Return each record shown below exactly, with none omitted.

Data provided
* * *
/// Router Module Index
///
/// Routes are grouped by how the Access Gate classifies them. The gate itself runs as one
/// middleware over the whole router (see `create_router`), so membership in a module documents
/// intent; the path decides the treatment.

/// Routes reachable without a session.
pub mod public;

/// Routes under the onboarding path: only sessions without a role get through.
pub mod onboarding;

/// Everything else: only sessions with a role get through.
pub mod authenticated;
* * *
Task answer
/// Router Module Index
///
/// Routes are grouped by how the Access Gate classifies them. The gate itself runs as one
/// middleware over the whole router (see `create_router`), so membership in a module documents
/// intent; the path decides the treatment.

/// Routes reachable without a session.
pub mod public;

/// Routes under the onboarding path: only sessions without a role get through.
pub mod onboarding;

/// Everything else: only sessions with a role get through.
pub mod authenticated;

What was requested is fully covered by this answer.